─── DATA RECORDS ───

//! Time-boxed read-through cache over the key-value store.
//!
//! Each resource is stored under `cache_<resource>` as
//! `{ "data": ..., "timestamp": <unix ms> }`. An entry is fresh while
//! `now - timestamp < ttl`. The cache fails open: storage errors and
//! undecodable envelopes read as misses and writes never fail the caller.

use std::sync::Arc;
use std::time::Duration;

use serde::de::DeserializeOwned;
use serde::{Deserialize, Serialize};
use serde_json::Value;

use crate::clock::Clock;
use crate::store::{keys, read_json, write_json, KeyValueStore};

#[derive(Debug, Serialize, Deserialize)]
struct CacheEntry {
    data: Value,
    timestamp: i64,
}

/// Cache handle; cheap to clone.
pub struct Cache<S> {
    store: Arc<S>,
    clock: Arc<dyn Clock>,
    ttl_millis: i64,
}

impl<S> Clone for Cache<S> {
    fn clone(&self) -> Self {
        Self {
            store: Arc::clone(&self.store),
            clock: Arc::clone(&self.clock),
            ttl_millis: self.ttl_millis,
        }
    }
}

impl<S: KeyValueStore> Cache<S> {
    pub fn new(store: Arc<S>, clock: Arc<dyn Clock>, ttl: Duration) -> Self {
        Self {
            store,
            clock,
            ttl_millis: i64::try_from(ttl.as_millis()).unwrap_or(i64::MAX),
        }
    }

    /// Fresh cached value for `resource`, if any.
    pub async fn get(&self, resource: &str) -> Option<Value> {
        let key = keys::cache(resource);
        let entry: CacheEntry = read_json(self.store.as_ref(), &key).await?;
        let age = self.clock.now_millis().saturating_sub(entry.timestamp);

        if age < self.ttl_millis {
            tracing::debug!(resource, age_ms = age, "Cache hit");
            Some(entry.data)
        } else {
            tracing::debug!(resource, age_ms = age, "Cache entry expired");
            None
        }
    }

    /// Cached value for `resource` regardless of age.
    ///
    /// Used as the last resort when the backend cannot be reached.
    pub async fn get_stale(&self, resource: &str) -> Option<Value> {
        let entry: CacheEntry = read_json(self.store.as_ref(), &keys::cache(resource)).await?;
        tracing::debug!(resource, "Serving stale cache entry");
        Some(entry.data)
    }

    /// Typed variant of [`Cache::get_stale`].
    pub async fn get_stale_as<T: DeserializeOwned>(&self, resource: &str) -> Option<T> {
        let data = self.get_stale(resource).await?;
        serde_json::from_value(data).ok()
    }

    /// Store `data` for `resource`, stamped with the current time.
    pub async fn put(&self, resource: &str, data: Value) {
        let entry = CacheEntry {
            data,
            timestamp: self.clock.now_millis(),
        };
        if let Err(error) = write_json(self.store.as_ref(), &keys::cache(resource), &entry).await {
            tracing::warn!(resource, %error, "Failed to write cache entry");
        }
    }

    /// Typed variant of [`Cache::get`]; a payload of the wrong shape is a miss.
    pub async fn get_as<T: DeserializeOwned>(&self, resource: &str) -> Option<T> {
        let data = self.get(resource).await?;
        serde_json::from_value(data)
            .inspect_err(|error| tracing::debug!(resource, %error, "Cached payload has wrong shape"))
            .ok()
    }

    /// Typed variant of [`Cache::put`].
    pub async fn put_as<T: Serialize>(&self, resource: &str, data: &T) {
        match serde_json::to_value(data) {
            Ok(value) => self.put(resource, value).await,
            Err(error) => tracing::warn!(resource, %error, "Failed to encode cache entry"),
        }
    }

    /// Drop the cached value for `resource`.
    pub async fn invalidate(&self, resource: &str) {
        if let Err(error) = self.store.remove(&keys::cache(resource)).await {
            tracing::warn!(resource, %error, "Failed to invalidate cache entry");
        }
    }
}
//! `reqwest` implementation of [`ChefNetApi`].

use reqwest::{Method, RequestBuilder, Response};
use serde_json::{json, Value};
use urlencoding::encode;

use super::{ChefNetApi, RemoteError, RemoteResult};
use crate::config::ClientConfig;
use crate::error::{Error, Result};

/// HTTP client for the ChefNet REST backend.
#[derive(Clone)]
pub struct HttpApi {
    base_url: String,
    auth_token: Option<String>,
    client: reqwest::Client,
}

impl HttpApi {
    /// Build a client from configuration. Requires `api_base_url`.
    pub fn new(config: &ClientConfig) -> Result<Self> {
        let base_url = config
            .api_base_url
            .clone()
            .ok_or_else(|| Error::Config("API base URL is not configured".to_string()))?;
        let client = reqwest::Client::builder()
            .timeout(config.request_timeout)
            .build()
            .map_err(|error| Error::Config(format!("failed to build HTTP client: {error}")))?;

        Ok(Self {
            base_url,
            auth_token: config.auth_token.clone(),
            client,
        })
    }

    fn url(&self, path: &str) -> String {
        format!("{}{path}", self.base_url)
    }

    fn request(&self, method: Method, path: &str) -> RequestBuilder {
        let builder = self
            .client
            .request(method, self.url(path))
            .header(reqwest::header::ACCEPT, "application/json");
        match &self.auth_token {
            Some(token) => builder.bearer_auth(token),
            None => builder,
        }
    }

    async fn send(&self, builder: RequestBuilder) -> RemoteResult<Response> {
        let response = builder.send().await?;
        if response.status().is_success() {
            return Ok(response);
        }

        let status = response.status().as_u16();
        let body = response.text().await.unwrap_or_default();
        let error = RemoteError::from_response(status, &body);
        tracing::debug!(status, kind = %error.kind, "Backend returned an error");
        Err(error)
    }

    async fn fetch(&self, path: &str) -> RemoteResult<Value> {
        let response = self.send(self.request(Method::GET, path)).await?;
        Ok(response.json::<Value>().await?)
    }

    async fn fetch_list(&self, path: &str) -> RemoteResult<Vec<Value>> {
        self.fetch(path).await.map(into_list)
    }

    /// Send a write and decode whatever record the backend echoes back.
    async fn submit(&self, builder: RequestBuilder) -> RemoteResult<Value> {
        let body = self.send(builder).await?.text().await?;
        if body.trim().is_empty() {
            return Ok(Value::Null);
        }
        serde_json::from_str(&body).map_err(|error| {
            RemoteError::connectivity(format!("undecodable backend response: {error}"))
        })
    }

    async fn execute(&self, builder: RequestBuilder) -> RemoteResult<()> {
        self.send(builder).await.map(|_| ())
    }
}

/// Extract records from a list response, accepting bare arrays and the
/// common `{ "data": [...] }` / `{ "content": [...] }` envelopes.
fn into_list(value: Value) -> Vec<Value> {
    match value {
        Value::Array(items) => items,
        Value::Object(mut object) => ["data", "content", "items"]
            .iter()
            .find_map(|key| match object.remove(*key) {
                Some(Value::Array(items)) => Some(items),
                _ => None,
            })
            .unwrap_or_default(),
        _ => Vec::new(),
    }
}

impl ChefNetApi for HttpApi {
    async fn list_recipes(&self) -> RemoteResult<Vec<Value>> {
        self.fetch_list("/recetas").await
    }

    async fn get_recipe(&self, recipe_id: &str) -> RemoteResult<Value> {
        self.fetch(&format!("/recetas/{}", encode(recipe_id))).await
    }

    async fn recipes_by_user(&self, user_id: &str) -> RemoteResult<Vec<Value>> {
        self.fetch_list(&format!("/recetas/usuario/{}", encode(user_id)))
            .await
    }

    async fn search_recipes_by_name(&self, name: &str) -> RemoteResult<Vec<Value>> {
        self.fetch_list(&format!("/recetas/buscar?nombre={}", encode(name)))
            .await
    }

    async fn search_recipes_by_ingredient(&self, ingredient: &str) -> RemoteResult<Vec<Value>> {
        self.fetch_list(&format!("/recetas/ingrediente?nombre={}", encode(ingredient)))
            .await
    }

    async fn create_recipe(&self, payload: &Value) -> RemoteResult<Value> {
        self.submit(self.request(Method::POST, "/recetas").json(payload))
            .await
    }

    async fn update_recipe(&self, recipe_id: &str, payload: &Value) -> RemoteResult<Value> {
        let path = format!("/recetas/{}", encode(recipe_id));
        self.submit(self.request(Method::PUT, &path).json(payload))
            .await
    }

    async fn delete_recipe(&self, recipe_id: &str) -> RemoteResult<()> {
        let path = format!("/recetas/{}", encode(recipe_id));
        self.execute(self.request(Method::DELETE, &path)).await
    }

    async fn approve_recipe(&self, recipe_id: &str) -> RemoteResult<()> {
        let path = format!("/recetas/{}/aprobar", encode(recipe_id));
        self.execute(self.request(Method::PUT, &path)).await
    }

    async fn list_courses(&self) -> RemoteResult<Vec<Value>> {
        self.fetch_list("/cursos").await
    }

    async fn get_course(&self, course_id: &str) -> RemoteResult<Value> {
        self.fetch(&format!("/cursos/{}", encode(course_id))).await
    }

    async fn enroll(&self, course_id: &str, user_id: &str) -> RemoteResult<()> {
        let path = format!("/cursos/{}/inscribir", encode(course_id));
        self.execute(
            self.request(Method::POST, &path)
                .json(&json!({ "idUsuario": user_id })),
        )
        .await
    }

    async fn cancel_enrollment(&self, course_id: &str, user_id: &str) -> RemoteResult<()> {
        let path = format!("/cursos/{}/cancelar", encode(course_id));
        self.execute(
            self.request(Method::POST, &path)
                .json(&json!({ "idUsuario": user_id })),
        )
        .await
    }

    async fn get_user(&self, user_id: &str) -> RemoteResult<Value> {
        self.fetch(&format!("/usuarios/{}", encode(user_id))).await
    }

    async fn pending_list(&self, user_id: &str) -> RemoteResult<Vec<Value>> {
        self.fetch_list(&format!("/usuarios/{}/pendientes", encode(user_id)))
            .await
    }

    async fn add_pending(&self, user_id: &str, recipe_id: &str) -> RemoteResult<()> {
        let path = format!("/usuarios/{}/pendientes", encode(user_id));
        self.execute(
            self.request(Method::POST, &path)
                .json(&json!({ "idReceta": recipe_id })),
        )
        .await
    }

    async fn remove_pending(&self, user_id: &str, recipe_id: &str) -> RemoteResult<()> {
        let path = format!(
            "/usuarios/{}/pendientes/{}",
            encode(user_id),
            encode(recipe_id)
        );
        self.execute(self.request(Method::DELETE, &path)).await
    }

    async fn set_pending_completed(
        &self,
        user_id: &str,
        recipe_id: &str,
        completed: bool,
    ) -> RemoteResult<()> {
        let path = format!(
            "/usuarios/{}/pendientes/{}/completada",
            encode(user_id),
            encode(recipe_id)
        );
        self.execute(
            self.request(Method::PUT, &path)
                .json(&json!({ "completada": completed })),
        )
        .await
    }

    async fn record_attendance(&self, student_id: &str, course_id: &str) -> RemoteResult<String> {
        let response = self
            .send(
                self.request(Method::POST, "/registrarAsistencia")
                    .form(&[("idAlumno", student_id), ("idCurso", course_id)]),
            )
            .await?;
        Ok(response.text().await?.trim().to_string())
    }
}

#[cfg(test)]
mod tests {
    use super::*;

    #[test]
    fn new_requires_base_url() {
        let error = HttpApi::new(&ClientConfig::default()).err().unwrap();
        assert!(error.to_string().contains("not configured"));
    }

    #[test]
    fn url_joins_base_and_path() {
        let config = ClientConfig::default()
            .with_api_base_url("https://api.chefnet.app/")
            .unwrap();
        let api = HttpApi::new(&config).unwrap();
        assert_eq!(api.url("/recetas"), "https://api.chefnet.app/recetas");
    }

    #[test]
    fn into_list_accepts_envelopes() {
        assert_eq!(into_list(json!([1, 2])).len(), 2);
        assert_eq!(into_list(json!({ "data": [1] })).len(), 1);
        assert_eq!(into_list(json!({ "content": [1, 2, 3] })).len(), 3);
        assert!(into_list(json!({ "message": "ok" })).is_empty());
        assert!(into_list(json!("text")).is_empty());
    }
}
use chefnet_core::{Catalog, ChefNetApi, Context, KeyValueStore};

use crate::cli::RecipeCommands;
use crate::commands::common::{
    format_recipe_details, format_recipe_lines, normalize_search_query, print_json,
};
use crate::commands::session::require_user;
use crate::error::CliError;

pub async fn run_recipes<S: KeyValueStore, A: ChefNetApi>(
    ctx: &Context<S, A>,
    command: RecipeCommands,
) -> Result<(), CliError> {
    let catalog = Catalog::new(ctx.clone());

    match command {
        RecipeCommands::List { limit, json } => {
            let mut recipes = catalog.recipes().await?;
            recipes.truncate(limit);
            print_recipes(&recipes, json)
        }
        RecipeCommands::Show { id, json } => {
            let recipe = catalog
                .recipe(&id)
                .await?
                .ok_or_else(|| CliError::RecipeNotFound(id.trim().to_string()))?;
            if json {
                return print_json(&recipe);
            }
            for line in format_recipe_details(&recipe) {
                println!("{line}");
            }
            Ok(())
        }
        RecipeCommands::Search {
            query,
            ingredient,
            json,
        } => {
            let query = normalize_search_query(&query)?;
            let recipes = if ingredient {
                catalog.search_by_ingredient(&query).await?
            } else {
                catalog.search_by_name(&query).await?
            };
            print_recipes(&recipes, json)
        }
        RecipeCommands::Mine { json } => {
            let user = require_user(ctx).await?;
            let recipes = catalog.recipes_by_user(&user.id).await?;
            print_recipes(&recipes, json)
        }
        RecipeCommands::Approve { id } => {
            catalog.approve_recipe(&id).await?;
            println!("Approved recipe {}", id.trim());
            Ok(())
        }
        RecipeCommands::Delete { id } => {
            catalog.delete_recipe(&id).await?;
            println!("Deleted recipe {}", id.trim());
            Ok(())
        }
    }
}

fn print_recipes(recipes: &[chefnet_core::Recipe], as_json: bool) -> Result<(), CliError> {
    if as_json {
        return print_json(recipes);
    }
    if recipes.is_empty() {
        println!("No recipes found.");
        return Ok(());
    }
    for line in format_recipe_lines(recipes) {
        println!("{line}");
    }
    Ok(())
}
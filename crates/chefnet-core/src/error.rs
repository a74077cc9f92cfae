//! Error types for chefnet-core

use thiserror::Error;

use crate::remote::RemoteError;

/// Result type alias using chefnet-core's Error
pub type Result<T> = std::result::Result<T, Error>;

/// Errors that can occur in chefnet-core operations
#[derive(Error, Debug)]
pub enum Error {
    /// Local key-value store error
    #[error("Store error: {0}")]
    Store(String),

    /// libSQL error
    #[error("libSQL error: {0}")]
    LibSql(#[from] libsql::Error),

    /// IO error
    #[error("IO error: {0}")]
    Io(#[from] std::io::Error),

    /// Serialization error
    #[error("Serialization error: {0}")]
    Serialization(#[from] serde_json::Error),

    /// Domain-class failure reported by the backend
    #[error(transparent)]
    Remote(#[from] RemoteError),

    /// Recipe could not be resolved locally or remotely
    #[error("Recipe not found: {0}")]
    RecipeNotFound(String),

    /// Invalid input
    #[error("Invalid input: {0}")]
    InvalidInput(String),

    /// Invalid client configuration
    #[error("Configuration error: {0}")]
    Config(String),
}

───

[TASK ITEM]
For each line of the entries that contains the word "RequestBuilder", make a copy.

[RESPONSE]
use reqwest::{Method, RequestBuilder, Response};
    fn request(&self, method: Method, path: &str) -> RequestBuilder {
    async fn send(&self, builder: RequestBuilder) -> RemoteResult<Response> {
    async fn submit(&self, builder: RequestBuilder) -> RemoteResult<Value> {
    async fn execute(&self, builder: RequestBuilder) -> RemoteResult<()> {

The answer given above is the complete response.